Yesterday was a blast.....

    One of my favorite places on this Earth is Medcalf Bottoms. I have so many memories there. We always had our family reunions.I remember going up early in the morning with my papaw and Sandy with his thermos full of coffee and get a spot usually the big pavilion. I would wait till it started getting hot and I would go swimming all day long. I had so much fun. Then once my papaw passed my mamaw would go to the family reunion and she loved it there. When she passed I took some of her ashes and placed them there in the river so she could have the peace that she couldn't get on this Earth. I miss my mamaw more than anything. I took our relationship for granted which as I gotten older and I lost her and my dad I look back and I made a lot of mistakes there. I wished there was something I could do now to make up for it. 
    Yesterday, I took Matt and my mom to Medcalf Bottoms for them to fall in love with the place that I love and they did. We stopped at the IGA and picked up chicken tenders and tater wedges and took a picnic up. We ate and just sat and talked before we went to find a spot to swim. We found the perfect spot to swim well technically some of us didn't swim. Michael did. He swam and met a new friend. He jumped off the rock that was there and swam so much. He was so happy. I jumped off the rock as well. Michael thought that I wasn't going to do it. I did. It was fun and to be honest it made me feel like a kid again...lol. Momma, me, Jamie, and Matt took chairs and sit out in the water and just relaxed. Mom stated she had not been that relaxed since she had been here in TN. I am so glad she enjoyed herself. Here are some pictures I took.
Momma and I just relaxing in the water. It was so pretty and nice yesterday.
Michael jumping off the rock.

We came home and went swimming again here at the house and then had pizza and a bonfire. Kim had brought some pictures down with her. These were pictures dad saved. These were pictures that were important to him. I decided last night it was time to go through them. I am so glad that I did too. I needed that. I needed to see them. To see him. To see my grandpa Johnny that I remember so much. I remember him loving me so much. He had one picture of me when I was around 9 or 10 months old and my Grandpa Johnny. That picture is so precious to me. 

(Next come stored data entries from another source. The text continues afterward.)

use std::fmt;

use autofill_dom::{Document, EventKind, NodeId};
use tracing::{debug, warn};

use super::{fire, FieldFiller};

/// Value write strategies for text-like controls, in the order they are tried.
#[derive(Debug, Clone, Copy, PartialEq, Eq)]
pub enum TextStrategy {
    /// Clear, then plain property assignment.
    Direct,
    /// `value` attribute.
    Attribute,
    /// Prototype native setter, bypassing an instance accessor.
    NativeSetter,
    /// Redefine the instance's `value` property.
    Redefine,
}

impl fmt::Display for TextStrategy {
    fn fmt(&self, f: &mut fmt::Formatter<'_>) -> fmt::Result {
        let name = match self {
            TextStrategy::Direct => "direct",
            TextStrategy::Attribute => "attribute",
            TextStrategy::NativeSetter => "native_setter",
            TextStrategy::Redefine => "redefine",
        };
        f.write_str(name)
    }
}

/// Try each strategy until one does not fail.
pub(crate) fn write_text_value(doc: &mut Document, node: NodeId, value: &str) -> Option<TextStrategy> {
    if doc
        .assign_value(node, "")
        .and_then(|_| doc.assign_value(node, value))
        .is_ok()
    {
        return Some(TextStrategy::Direct);
    }
    if doc.set_attribute(node, "value", value).is_ok() {
        return Some(TextStrategy::Attribute);
    }
    if doc.set_value_native(node, value).is_ok() {
        return Some(TextStrategy::NativeSetter);
    }
    if doc.redefine_value(node, value).is_ok() {
        return Some(TextStrategy::Redefine);
    }
    None
}

impl FieldFiller {
    pub(crate) fn fill_text(&self, doc: &mut Document, node: NodeId, value: &str) -> bool {
        let applied = {
            let mut scope = doc.suppress_host_errors();
            let strategy = write_text_value(&mut scope, node, value);
            if strategy.is_some() {
                if let Err(e) = scope.focus(node) {
                    debug!(%node, error = %e, "focus failed");
                }
                fire(&mut scope, node, &[EventKind::Input, EventKind::Change]);
            }
            strategy
        };

        match applied {
            Some(strategy) => {
                debug!(%node, %strategy, "text value applied");
                true
            }
            None => {
                let last_try = doc.assign_value(node, value).is_ok();
                warn!(%node, last_try, "every text write strategy failed");
                last_try
            }
        }
    }
}
use autofill_dom::{Document, EventKind, NodeId};
use tracing::debug;

use super::{fire, FieldFiller};

impl FieldFiller {
    /// Dates are written as given, without parsing or reformatting.
    pub(crate) fn fill_date(&self, doc: &mut Document, node: NodeId, value: &str) -> bool {
        let mut scope = doc.suppress_host_errors();
        let written = scope
            .assign_value(node, value)
            .or_else(|_| scope.set_value_native(node, value));
        if let Err(e) = written {
            debug!(%node, error = %e, "date write failed");
            return false;
        }

        if let Err(e) = scope.focus(node) {
            debug!(%node, error = %e, "focus failed");
        }
        fire(&mut scope, node, &[EventKind::Input, EventKind::Change]);
        if let Err(e) = scope.blur(node) {
            debug!(%node, error = %e, "blur failed");
        }
        true
    }
}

Then as I was looking through one picture came up that I didn't even know he had a camera during my 16th birthday party but he did. I couldn't believe the pictures that he had taken. I was so shocked and I cried. Last year one of my best friends passed away. We had lost contact over the years like people do but I wished we hadn't cause we were the best of friends and she was there for different times in my life more than she ever knew. After my divorce if it wasn't for her I wouldn't have known what to do.